WORK TO COMPLETE — Go through the entries below and return every line that contains "clearable".

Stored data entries
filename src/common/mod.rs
pub mod state;

pub use state::AppState;
//! The dashboard: selection state, layout and the current chart.
//!
//! A `Dashboard` is a self-contained value. The chart is re-rendered whenever
//! the selection holder publishes a change; render failures replace the chart
//! with a visible error state so a stale chart is never paired with a new
//! selection.

pub mod layout;
pub mod selection;

use serde::Serialize;
use std::sync::Arc;
use tokio::sync::watch;
use utoipa::ToSchema;

use crate::chart::{ChartView, render_chart};
use crate::data::TimeSeriesTable;

pub use layout::{Component, Layout};
pub use selection::{SelectionEvent, SelectionHolder, SelectionState};

#[derive(Debug, Clone, PartialEq, Eq, thiserror::Error)]
pub enum DashboardError {
    #[error("Unknown sensor: {0}")]
    InvalidSensor(String),

    #[error("Missing column '{}'", column_label(.sensor, .stat))]
    MissingColumn { sensor: String, stat: Option<String> },

    #[error("Sensor list is empty")]
    EmptyCatalog,
}

fn column_label(sensor: &str, stat: &Option<String>) -> String {
    match stat {
        Some(stat) => format!("{sensor}_{stat}"),
        None => sensor.to_string(),
    }
}

/// Construction-time parameters, fixed for the dashboard's lifetime
#[derive(Debug, Clone, Default)]
pub struct DashboardOptions {
    /// Dropdown options; the first one is selected initially
    pub sensor_names: Vec<String>,
    /// Stat suffixes overlaid as `{sensor}_{stat}`
    pub stats_to_show: Vec<String>,
    /// Add the `ATT_FLAG` pane below the readings
    pub show_attacks: bool,
}

impl DashboardOptions {
    pub fn new(sensor_names: impl IntoIterator<Item = impl Into<String>>) -> Self {
        Self {
            sensor_names: sensor_names.into_iter().map(Into::into).collect(),
            ..Self::default()
        }
    }

    #[must_use]
    pub fn with_stats(mut self, stats: impl IntoIterator<Item = impl Into<String>>) -> Self {
        self.stats_to_show = stats.into_iter().map(Into::into).collect();
        self
    }

    #[must_use]
    pub fn with_attacks(mut self, show_attacks: bool) -> Self {
        self.show_attacks = show_attacks;
        self
    }
}

/// Selection and chart as one consistent pair
#[derive(Debug, Clone, PartialEq, Serialize, ToSchema)]
pub struct DashboardSnapshot {
    pub selection: SelectionState,
    pub chart: ChartView,
}

#[derive(Debug)]
pub struct Dashboard {
    table: Arc<TimeSeriesTable>,
    stats: Vec<String>,
    show_attacks: bool,
    selection: SelectionHolder,
    selection_rx: watch::Receiver<SelectionState>,
    chart: ChartView,
    snapshots: watch::Sender<DashboardSnapshot>,
}

impl Dashboard {
    /// Build a dashboard over `table` and render the initial chart.
    ///
    /// # Errors
    ///
    /// Returns `DashboardError::EmptyCatalog` if no sensor names are given.
    pub fn new(table: Arc<TimeSeriesTable>, options: DashboardOptions) -> Result<Self, DashboardError> {
        let selection = SelectionHolder::new(options.sensor_names, table.min_date(), table.max_date())?;
        let selection_rx = selection.subscribe();

        // Stats behave as a set but keep their given order
        let mut stats: Vec<String> = Vec::with_capacity(options.stats_to_show.len());
        for stat in options.stats_to_show {
            if !stats.contains(&stat) {
                stats.push(stat);
            }
        }

        let placeholder = ChartView::Failed {
            message: "Not rendered yet".to_string(),
        };
        let (snapshots, _) = watch::channel(DashboardSnapshot {
            selection: selection.state().clone(),
            chart: placeholder.clone(),
        });

        let mut dashboard = Self {
            table,
            stats,
            show_attacks: options.show_attacks,
            selection,
            selection_rx,
            chart: placeholder,
            snapshots,
        };

        tracing::info!(
            sensors = dashboard.selection.catalog().len(),
            stats = ?dashboard.stats,
            show_attacks = dashboard.show_attacks,
            "Dashboard created"
        );

        dashboard.render();
        Ok(dashboard)
    }

    pub fn table(&self) -> &TimeSeriesTable {
        &self.table
    }

    pub fn stats(&self) -> &[String] {
        &self.stats
    }

    pub fn show_attacks(&self) -> bool {
        self.show_attacks
    }

    pub fn selection(&self) -> &SelectionState {
        self.selection.state()
    }

    pub fn chart(&self) -> &ChartView {
        &self.chart
    }

    pub fn snapshot(&self) -> DashboardSnapshot {
        DashboardSnapshot {
            selection: self.selection.state().clone(),
            chart: self.chart.clone(),
        }
    }

    pub fn layout(&self) -> Layout {
        Layout::build(self.selection.catalog(), self.selection.bounds(), self.selection.state())
    }

    /// Receive a snapshot after every render
    pub fn subscribe(&self) -> watch::Receiver<DashboardSnapshot> {
        self.snapshots.subscribe()
    }

    /// # Errors
    ///
    /// Returns `DashboardError::InvalidSensor` if `id` is not a catalog sensor;
    /// nothing is re-rendered in that case.
    pub fn set_sensor(&mut self, id: &str) -> Result<DashboardSnapshot, DashboardError> {
        self.apply(SelectionEvent::Sensor(id.to_string()))
    }

    pub fn set_range_start(&mut self, date: chrono::NaiveDate) -> DashboardSnapshot {
        self.selection.set_range_start(date);
        self.sync();
        self.snapshot()
    }

    pub fn set_range_end(&mut self, date: chrono::NaiveDate) -> DashboardSnapshot {
        self.selection.set_range_end(date);
        self.sync();
        self.snapshot()
    }

    /// Apply one input event and re-render.
    ///
    /// # Errors
    ///
    /// Returns `DashboardError::InvalidSensor` for an unknown sensor.
    pub fn apply(&mut self, event: SelectionEvent) -> Result<DashboardSnapshot, DashboardError> {
        self.selection.apply(event)?;
        self.sync();
        Ok(self.snapshot())
    }

    /// Re-render the chart for the current selection
    pub fn render(&mut self) -> &ChartView {
        let state = self.selection.state().clone();
        self.render_state(&state);
        &self.chart
    }

    /// Re-render if the selection holder published since the last render
    fn sync(&mut self) {
        if !self.selection_rx.has_changed().unwrap_or(false) {
            return;
        }
        let state = self.selection_rx.borrow_and_update().clone();
        self.render_state(&state);
    }

    fn render_state(&mut self, state: &SelectionState) {
        self.chart = match render_chart(
            &self.table,
            &state.selected_sensor,
            &self.stats,
            self.show_attacks,
            state.range_start,
            state.range_end,
        ) {
            Ok(chart) => {
                tracing::debug!(
                    sensor = %state.selected_sensor,
                    panes = chart.panes.len(),
                    points = chart.panes[0].series[0].len(),
                    "Chart rendered"
                );
                ChartView::Ready { chart }
            }
            Err(e) => {
                tracing::warn!(sensor = %state.selected_sensor, error = %e, "Chart render failed");
                ChartView::Failed {
                    message: e.to_string(),
                }
            }
        };

        self.snapshots.send_replace(DashboardSnapshot {
            selection: state.clone(),
            chart: self.chart.clone(),
        });
    }
}
//! Tests for the dashboard value: scenarios from selection to chart.
//!
//! Run with: cargo test --test dashboard_unit_test

mod common;

use common::{date, sensors, shared_table};
use sensor_dashboard::chart::{ANOMALY_TRACE_NAME, ChartView};
use sensor_dashboard::dashboard::{
    Component, Dashboard, DashboardError, DashboardOptions, SelectionEvent,
};

fn series_names(view: &ChartView, pane: usize) -> Vec<String> {
    view.chart().expect("chart should be rendered").panes[pane]
        .series
        .iter()
        .map(|s| s.name.clone())
        .collect()
}

#[test]
fn scenario_single_sensor_full_range() {
    let mut dashboard = Dashboard::new(shared_table(), DashboardOptions::new(sensors())).unwrap();
    let snapshot = dashboard.set_sensor("S1").unwrap();

    let chart = snapshot.chart.chart().unwrap();
    assert_eq!(chart.panes.len(), 1);
    assert_eq!(series_names(&snapshot.chart, 0), vec!["S1"]);
    assert_eq!(chart.panes[0].series[0].len(), 6);
}

#[test]
fn scenario_stat_overlay() {
    let options = DashboardOptions::new(sensors()).with_stats(["rollingMean"]);
    let mut dashboard = Dashboard::new(shared_table(), options).unwrap();
    let snapshot = dashboard.set_sensor("S2").unwrap();

    assert_eq!(snapshot.chart.chart().unwrap().panes.len(), 1);
    assert_eq!(series_names(&snapshot.chart, 0), vec!["S2", "S2_rollingMean"]);
}

#[test]
fn scenario_anomaly_overlay() {
    let options = DashboardOptions::new(sensors())
        .with_stats(["rollingMean"])
        .with_attacks(true);
    let mut dashboard = Dashboard::new(shared_table(), options).unwrap();
    let snapshot = dashboard.set_sensor("S1").unwrap();

    let chart = snapshot.chart.chart().unwrap();
    assert_eq!(chart.panes.len(), 2);
    assert_eq!(series_names(&snapshot.chart, 0), vec!["S1", "S1_rollingMean"]);
    assert_eq!(series_names(&snapshot.chart, 1), vec![ANOMALY_TRACE_NAME]);
    assert_eq!(chart.panes[1].series[0].x, chart.panes[0].series[0].x);
}

#[test]
fn scenario_start_after_end() {
    for show_attacks in [false, true] {
        let options = DashboardOptions::new(sensors()).with_attacks(show_attacks);
        let mut dashboard = Dashboard::new(shared_table(), options).unwrap();

        dashboard.set_range_end(date(6));
        let snapshot = dashboard.set_range_start(date(8));

        let chart = snapshot.chart.chart().expect("empty range is not an error");
        assert!(chart.is_empty());
        assert_eq!(chart.panes.len(), if show_attacks { 2 } else { 1 });
    }
}

#[test]
fn scenario_missing_stat() {
    let options = DashboardOptions::new(sensors()).with_stats(["missingStat"]);
    let dashboard = Dashboard::new(shared_table(), options).unwrap();

    match dashboard.chart() {
        ChartView::Failed { message } => {
            assert_eq!(
                message,
                &DashboardError::MissingColumn {
                    sensor: "S1".to_string(),
                    stat: Some("missingStat".to_string()),
                }
                .to_string()
            );
        }
        ChartView::Ready { .. } => panic!("expected a failed render"),
    }
}

#[test]
fn failed_render_replaces_previous_chart() {
    // Only S1 has the `extra` stat column
    let table = {
        use sensor_dashboard::data::{Column, TimeSeriesTable};
        let index = vec![common::ts(6, 0)];
        TimeSeriesTable::new(
            index,
            vec![
                Column::new("S1", vec![Some(1.0)]),
                Column::new("S1_extra", vec![Some(1.0)]),
                Column::new("S2", vec![Some(2.0)]),
                Column::new("ATT_FLAG", vec![Some(0.0)]),
            ],
        )
        .unwrap()
    };
    let options = DashboardOptions::new(sensors()).with_stats(["extra"]);
    let mut dashboard = Dashboard::new(std::sync::Arc::new(table), options).unwrap();
    assert!(!dashboard.chart().is_failed());

    let snapshot = dashboard.set_sensor("S2").unwrap();
    assert!(snapshot.chart.is_failed());
    assert_eq!(snapshot.selection.selected_sensor, "S2");

    let snapshot = dashboard.set_sensor("S1").unwrap();
    assert!(!snapshot.chart.is_failed());
}

#[test]
fn invalid_sensor_keeps_state_and_chart() {
    let mut dashboard = Dashboard::new(shared_table(), DashboardOptions::new(sensors())).unwrap();
    let before = dashboard.snapshot();
    let mut rx = dashboard.subscribe();

    let err = dashboard.apply(SelectionEvent::Sensor("S9".to_string())).unwrap_err();

    assert_eq!(err, DashboardError::InvalidSensor("S9".to_string()));
    assert_eq!(dashboard.snapshot(), before);
    assert!(!rx.has_changed().unwrap());
}

#[test]
fn every_event_publishes_a_snapshot() {
    let mut dashboard = Dashboard::new(shared_table(), DashboardOptions::new(sensors())).unwrap();
    let mut rx = dashboard.subscribe();

    dashboard.apply(SelectionEvent::RangeStart(date(7))).unwrap();
    assert!(rx.has_changed().unwrap());
    let published = rx.borrow_and_update().clone();
    assert_eq!(published, dashboard.snapshot());
    assert_eq!(published.selection.range_start, date(7));
    assert_eq!(published.chart.chart().unwrap().panes[0].series[0].len(), 4);
}

#[test]
fn subscriber_wakes_on_next_render() {
    let mut dashboard = Dashboard::new(shared_table(), DashboardOptions::new(sensors())).unwrap();
    let mut rx = dashboard.subscribe();

    dashboard.apply(SelectionEvent::Sensor("S2".to_string())).unwrap();
    tokio_test::block_on(rx.changed()).unwrap();
    assert_eq!(rx.borrow_and_update().selection.selected_sensor, "S2");

    // Nothing new until the next event
    tokio_test::assert_pending!(tokio_test::task::spawn(rx.changed()).poll());
}

#[test]
fn empty_catalog_is_rejected() {
    let result = Dashboard::new(shared_table(), DashboardOptions::new(Vec::<String>::new()));
    assert!(matches!(result, Err(DashboardError::EmptyCatalog)));
}

#[test]
fn duplicate_stats_are_dropped() {
    let options = DashboardOptions::new(sensors()).with_stats(["rollingMean", "rollingMean"]);
    let dashboard = Dashboard::new(shared_table(), options).unwrap();

    assert_eq!(dashboard.stats(), &["rollingMean".to_string()]);
    assert_eq!(dashboard.chart().chart().unwrap().panes[0].series.len(), 2);
}

#[test]
fn layout_reflects_selection() {
    let mut dashboard = Dashboard::new(shared_table(), DashboardOptions::new(sensors())).unwrap();
    dashboard.set_sensor("S2").unwrap();
    dashboard.set_range_start(date(7));

    let layout = dashboard.layout();
    assert!(matches!(&layout.components[0], Component::Heading { text } if text == "Sensor readings"));
    assert!(matches!(&layout.components[1], Component::Graph { id } if id == "time-series-chart"));

    match layout.find("sensor") {
        Some(Component::Dropdown {
            options,
            value,
            clearable,
            ..
        }) => {
            assert_eq!(options, &sensors());
            assert_eq!(value, "S2");
            assert!(!clearable);
        }
        other => panic!("unexpected component: {other:?}"),
    }

    match layout.find("date-range") {
        Some(Component::DatePickerRange {
            min_date_allowed,
            max_date_allowed,
            initial_visible_month,
            start_date,
            end_date,
            ..
        }) => {
            assert_eq!(*min_date_allowed, date(6));
            assert_eq!(*max_date_allowed, date(8));
            assert_eq!(*initial_visible_month, date(6));
            assert_eq!(*start_date, date(7));
            assert_eq!(*end_date, date(8));
        }
        other => panic!("unexpected component: {other:?}"),
    }

    match layout.find("selected-range") {
        Some(Component::Placeholder { text, .. }) => {
            assert_eq!(text, "Selected range: 2014-01-07 to 2014-01-08");
        }
        other => panic!("unexpected component: {other:?}"),
    }

    assert!(layout.find("missing").is_none());
}

#[test]
fn dashboards_are_independent() {
    let table = shared_table();
    let mut a = Dashboard::new(table.clone(), DashboardOptions::new(sensors())).unwrap();
    let b = Dashboard::new(table, DashboardOptions::new(sensors())).unwrap();

    a.set_sensor("S2").unwrap();
    assert_eq!(a.selection().selected_sensor, "S2");
    assert_eq!(b.selection().selected_sensor, "S1");
}
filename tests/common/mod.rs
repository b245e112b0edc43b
//! Shared fixtures for integration tests.

#![allow(dead_code)]

use chrono::{DateTime, NaiveDate, TimeZone, Utc};
use std::sync::Arc;

use sensor_dashboard::data::{Column, TimeSeriesTable};

pub fn ts(day: u32, hour: u32) -> DateTime<Utc> {
    Utc.with_ymd_and_hms(2014, 1, day, hour, 0, 0).unwrap()
}

pub fn date(day: u32) -> NaiveDate {
    NaiveDate::from_ymd_opt(2014, 1, day).unwrap()
}

/// Two readings per day on 2014-01-06..=2014-01-08 for sensors S1 and S2,
/// each with a `rollingMean` stat column, plus `ATT_FLAG`.
pub fn sample_table() -> TimeSeriesTable {
    let index = vec![ts(6, 0), ts(6, 12), ts(7, 0), ts(7, 12), ts(8, 0), ts(8, 12)];
    let columns = vec![
        Column::new("S1", vec![Some(1.0), Some(2.0), Some(3.0), None, Some(5.0), Some(6.0)]),
        Column::new("S1_rollingMean", vec![Some(1.0), Some(1.5), Some(2.0), Some(2.0), Some(3.0), Some(4.0)]),
        Column::new("S2", vec![Some(10.0), Some(20.0), Some(30.0), Some(40.0), Some(50.0), Some(60.0)]),
        Column::new("S2_rollingMean", vec![Some(10.0), Some(15.0), Some(20.0), Some(25.0), Some(30.0), Some(35.0)]),
        Column::new("ATT_FLAG", vec![Some(0.0), Some(0.0), Some(1.0), Some(1.0), Some(0.0), Some(0.0)]),
    ];
    TimeSeriesTable::new(index, columns).unwrap()
}

pub fn shared_table() -> Arc<TimeSeriesTable> {
    Arc::new(sample_table())
}

pub fn sensors() -> Vec<String> {
    vec!["S1".to_string(), "S2".to_string()]
}
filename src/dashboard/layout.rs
use chrono::NaiveDate;
use serde::Serialize;
use utoipa::ToSchema;

use super::SelectionState;

pub const HEADING: &str = "Sensor readings";
pub const GRAPH_ID: &str = "time-series-chart";
pub const SENSOR_DROPDOWN_ID: &str = "sensor";
pub const DATE_PICKER_ID: &str = "date-range";
pub const RANGE_TEXT_ID: &str = "selected-range";

/// One element of the dashboard page, top to bottom
#[derive(Debug, Clone, PartialEq, Serialize, ToSchema)]
#[serde(tag = "type", rename_all = "snake_case")]
pub enum Component {
    Heading {
        text: String,
    },
    /// Chart area bound to the current chart view
    Graph {
        id: String,
    },
    Paragraph {
        text: String,
    },
    Dropdown {
        id: String,
        options: Vec<String>,
        value: String,
        clearable: bool,
    },
    DatePickerRange {
        id: String,
        min_date_allowed: NaiveDate,
        max_date_allowed: NaiveDate,
        initial_visible_month: NaiveDate,
        start_date: NaiveDate,
        end_date: NaiveDate,
    },
    Placeholder {
        id: String,
        text: String,
    },
}

/// Declarative description of the dashboard page
#[derive(Debug, Clone, PartialEq, Serialize, ToSchema)]
pub struct Layout {
    pub components: Vec<Component>,
}

impl Layout {
    pub fn build(catalog: &[String], bounds: (NaiveDate, NaiveDate), state: &SelectionState) -> Self {
        let (min_date, max_date) = bounds;

        Self {
            components: vec![
                Component::Heading {
                    text: HEADING.to_string(),
                },
                Component::Graph {
                    id: GRAPH_ID.to_string(),
                },
                Component::Paragraph {
                    text: "Select sensor:".to_string(),
                },
                Component::Dropdown {
                    id: SENSOR_DROPDOWN_ID.to_string(),
                    options: catalog.to_vec(),
                    value: state.selected_sensor.clone(),
                    clearable: false,
                },
                Component::DatePickerRange {
                    id: DATE_PICKER_ID.to_string(),
                    min_date_allowed: min_date,
                    max_date_allowed: max_date,
                    initial_visible_month: min_date,
                    start_date: state.range_start,
                    end_date: state.range_end,
                },
                Component::Placeholder {
                    id: RANGE_TEXT_ID.to_string(),
                    text: range_text(state),
                },
            ],
        }
    }

    pub fn find(&self, id: &str) -> Option<&Component> {
        self.components.iter().find(|c| match c {
            Component::Graph { id: cid }
            | Component::Dropdown { id: cid, .. }
            | Component::DatePickerRange { id: cid, .. }
            | Component::Placeholder { id: cid, .. } => cid == id,
            Component::Heading { .. } | Component::Paragraph { .. } => false,
        })
    }
}

/// Human-readable summary of the selected range
pub fn range_text(state: &SelectionState) -> String {
    if state.range_start > state.range_end {
        return format!(
            "Start date {} is after end date {}: no readings selected",
            state.range_start, state.range_end
        );
    }
    format!("Selected range: {} to {}", state.range_start, state.range_end)
}
use axum::{
    http::header,
    response::{Html, IntoResponse},
};

pub async fn dashboard() -> impl IntoResponse {
    (
        [(header::CACHE_CONTROL, "public, max-age=60")],
        Html(DASHBOARD_HTML),
    )
}

const DASHBOARD_HTML: &str = r##"<!DOCTYPE html>
<html lang="en">
<head>
    <meta charset="UTF-8">
    <meta name="viewport" content="width=device-width, initial-scale=1.0">
    <title>Sensor readings</title>
    <link rel="stylesheet" href="https://cdn.jsdelivr.net/npm/uplot@1.6.31/dist/uPlot.min.css">
    <style>
        :root {
            --bg: #f8fafc;
            --surface: #ffffff;
            --border: #e2e8f0;
            --text: #1e293b;
            --muted: #64748b;
            --accent: #2563eb;
            --danger: #dc2626;
        }
        * { box-sizing: border-box; margin: 0; padding: 0; }
        body { font-family: system-ui, -apple-system, sans-serif; background: var(--bg); color: var(--text); min-height: 100vh; }

        .container {
            max-width: 1200px;
            margin: 0 auto;
            padding: 1.5rem;
        }
        h1 { font-size: 1.25rem; font-weight: 600; margin-bottom: 1rem; }

        .chart-area {
            background: var(--surface);
            border: 1px solid var(--border);
            border-radius: 0.5rem;
            padding: 0.75rem 1rem;
            margin-bottom: 1rem;
            min-height: 240px;
        }
        .pane + .pane { margin-top: 0.5rem; }
        .chart-error {
            display: flex;
            align-items: center;
            justify-content: center;
            height: 240px;
            color: var(--danger);
            font-weight: 500;
        }
        .chart-empty {
            display: flex;
            align-items: center;
            justify-content: center;
            height: 240px;
            color: var(--muted);
        }

        .controls {
            background: var(--surface);
            border: 1px solid var(--border);
            border-radius: 0.5rem;
            padding: 1rem;
            display: flex;
            flex-wrap: wrap;
            gap: 1rem;
            align-items: center;
        }
        .controls p { font-size: 0.875rem; color: var(--muted); }
        select, input[type="date"] {
            padding: 0.4rem 0.6rem;
            border: 1px solid var(--border);
            border-radius: 0.375rem;
            font-size: 0.875rem;
            background: var(--surface);
        }
        .range-text {
            margin-top: 0.75rem;
            font-size: 0.8rem;
            color: var(--muted);
        }

        .site-footer {
            padding: 1rem 0 0;
            font-size: 0.7rem;
            color: #999;
            opacity: 0.4;
        }
        .site-footer:hover { opacity: 0.7; }
        .site-footer a { color: inherit; }
    </style>
</head>
<body>
    <div class="container" id="root">
        <span style="color: var(--muted); font-size: 0.875rem;">Loading dashboard...</span>
    </div>

    <script src="https://cdn.jsdelivr.net/npm/uplot@1.6.31/dist/uPlot.iife.min.js"></script>
<script>
const api = url => fetch(url).then(r => r.json());
const post = (url, body) => fetch(url, {
    method: 'POST',
    headers: { 'Content-Type': 'application/json' },
    body: JSON.stringify(body),
}).then(async r => {
    const data = await r.json();
    if (!r.ok) throw new Error(data.error || r.statusText);
    return data;
});

const colors = ['#2563eb', '#dc2626', '#16a34a', '#ca8a04', '#9333ea', '#0891b2', '#be185d', '#ea580c'];
const TOTAL_HEIGHT = 420;
let plots = [];

function renderLayout(layout) {
    const root = document.getElementById('root');
    root.innerHTML = '';

    for (const c of layout.components) {
        switch (c.type) {
            case 'heading': {
                const h = document.createElement('h1');
                h.textContent = c.text;
                root.appendChild(h);
                break;
            }
            case 'graph': {
                const div = document.createElement('div');
                div.id = c.id;
                div.className = 'chart-area';
                root.appendChild(div);
                root.appendChild(Object.assign(document.createElement('div'), { className: 'controls', id: 'controls' }));
                break;
            }
            case 'paragraph': {
                const p = document.createElement('p');
                p.textContent = c.text;
                document.getElementById('controls').appendChild(p);
                break;
            }
            case 'dropdown': {
                const select = document.createElement('select');
                select.id = c.id;
                c.options.forEach(o => select.add(new Option(o, o)));
                select.value = c.value;
                select.addEventListener('change', () => send({ type: 'sensor', value: select.value }));
                document.getElementById('controls').appendChild(select);
                break;
            }
            case 'date_picker_range': {
                const controls = document.getElementById('controls');
                for (const [key, type] of [['start_date', 'range_start'], ['end_date', 'range_end']]) {
                    const input = document.createElement('input');
                    input.type = 'date';
                    input.id = `${c.id}-${key}`;
                    input.min = c.min_date_allowed;
                    input.max = c.max_date_allowed;
                    input.value = c[key];
                    input.addEventListener('change', () => input.value && send({ type, value: input.value }));
                    controls.appendChild(input);
                }
                break;
            }
            case 'placeholder': {
                const div = document.createElement('div');
                div.id = c.id;
                div.className = 'range-text';
                div.textContent = c.text;
                root.appendChild(div);
                break;
            }
        }
    }

    const footer = document.createElement('footer');
    footer.className = 'site-footer';
    footer.innerHTML = '<a href="/docs">API Docs</a>';
    root.appendChild(footer);
}

function renderChart(view) {
    plots.forEach(p => p.destroy());
    plots = [];

    const area = document.getElementById('time-series-chart');
    area.innerHTML = '';

    if (view.status === 'failed') {
        const error = document.createElement('div');
        error.className = 'chart-error';
        error.textContent = view.message;
        area.appendChild(error);
        return;
    }

    const chart = view.chart;
    const rangeMin = new Date(`${chart.x_range.start}T00:00:00Z`).getTime() / 1000;
    const rangeMax = new Date(`${chart.x_range.end}T23:59:59Z`).getTime() / 1000;
    const width = area.clientWidth - 32;
    let colorIdx = 0;

    if (chart.panes.every(p => p.series.every(s => s.x.length === 0))) {
        area.innerHTML = '<div class="chart-empty">No readings in the selected range</div>';
        return;
    }

    const sync = uPlot.sync('panes');
    for (const pane of chart.panes) {
        const div = document.createElement('div');
        div.className = 'pane';
        area.appendChild(div);

        const xs = (pane.series[0]?.x || []).map(t => new Date(t).getTime() / 1000);
        const data = [xs, ...pane.series.map(s => s.y)];
        const opts = {
            width,
            height: Math.round(TOTAL_HEIGHT * pane.height),
            cursor: chart.shared_x ? { sync: { key: sync.key } } : {},
            scales: { x: { time: true, range: () => [rangeMin, rangeMax] } },
            series: [{}, ...pane.series.map(s => ({
                label: s.name,
                stroke: colors[colorIdx++ % colors.length],
                width: 1.5,
                spanGaps: false,
            }))],
        };
        plots.push(new uPlot(opts, data, div));
    }
}

function renderSnapshot(snapshot) {
    const sel = snapshot.selection;
    document.getElementById('sensor').value = sel.selected_sensor;
    document.getElementById('date-range-start_date').value = sel.range_start;
    document.getElementById('date-range-end_date').value = sel.range_end;
    renderChart(snapshot.chart);
}

async function send(event) {
    try {
        const snapshot = await post('/api/selection', event);
        renderSnapshot(snapshot);
        const layout = await api('/api/layout/selected-range');
        document.getElementById('selected-range').textContent = layout.text;
    } catch (e) {
        console.error('Failed to apply selection:', e);
    }
}

async function init() {
    const layout = await api('/api/layout');
    renderLayout(layout);
    renderSnapshot(await api('/api/chart'));
}

init();
</script>
</body>
</html>
"##;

RESPONSE TO THE EXERCISE —
            clearable,
            assert!(!clearable);
        clearable: bool,
                    clearable: false,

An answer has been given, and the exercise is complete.